We do. The mocking and the goofing is charming. Cate is charming. She's gorgeous. She looks great in the costumes. But we already knew that; she's a movie star. I laughed, but ultimately I didn't understand this charming bully, who clearly has everyone around her intimidated, even Brack, such that she behaves in a wildly inappropriate fashion all the time and no one ever says a word about it; who is able to talk a man into killing himself; and still is supposedly so powerless and trapped that she has to escape by ending her own life. This portrayal makes everyone else in the play look like drooling idiots - she's mean to them over and over again, and yet they love her and trust her with all kinds of secrets. This Hedda would've packed her remaining pistol, saddled a horse, and hit the road - she's not leaving behind anything she cares about after Lovborg dies.

Iago and I agreed that suicides are often driven by the belief that there is something unbearable and unchangeable in oneself, that cannot be escaped.
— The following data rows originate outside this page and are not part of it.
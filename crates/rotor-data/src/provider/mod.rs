//! 일봉 데이터 제공자 추상화.

use crate::error::Result;
use async_trait::async_trait;
use chrono::NaiveDate;
use rotor_core::domain::DailyBar;

mod yahoo;

pub use yahoo::YahooProvider;

/// 외부 소스에서 일봉을 가져오는 제공자.
///
/// 구현체는 `[start, end]` 범위(양끝 포함)의 일봉을 날짜 오름차순으로
/// 반환해야 합니다. 범위에 데이터가 없으면 빈 Vec을 반환합니다.
#[async_trait]
pub trait BarProvider: Send + Sync {
    /// 심볼의 일봉을 가져옵니다.
    async fn fetch_daily(
        &self,
        symbol: &str,
        start: NaiveDate,
        end: NaiveDate,
    ) -> Result<Vec<DailyBar>>;
}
For Iago, the something is that Hedda is a woman, and she doesn't want to be. She identifies with her father; she doesn't want to have children; she doesn't want to take orders. Thea takes strength in being a woman of her time (the play takes place in the late 1800s/early 1900s). Though she is physically weak and naive (and a hot mess - poor Justine Clarke is costumed like Mrs. Whatsit), she understands her power as a woman comes from being a muse, and men love her for her weakness and her ability to inspire. Hedda refuses to accept that power - and she could have it, by giving Tesman a child; by stringing Brack along or even by becoming his lover; by leaving Tesman and becoming Lovborg's muse. She is a woman who recognizes and bows to convention, but is utterly undone by the act of bowing.

(Incidentally, there's a portrait of Hedda's father on stage, and nearly every scene change starts or ends with a light on his face. I kept thinking why are they doing that? but I didn't get it until Iago and I talked. Hedda's father doesn't get much mention in this version of the play... I'd have to look at another translation to find out if that's just Ibsen, but Hedda does say, very tellingly, "I am my father's daughter." She used to go out riding with him every day, and there is no mention of Hedda's mother whatsoever - so I think we can assume Dad is important.)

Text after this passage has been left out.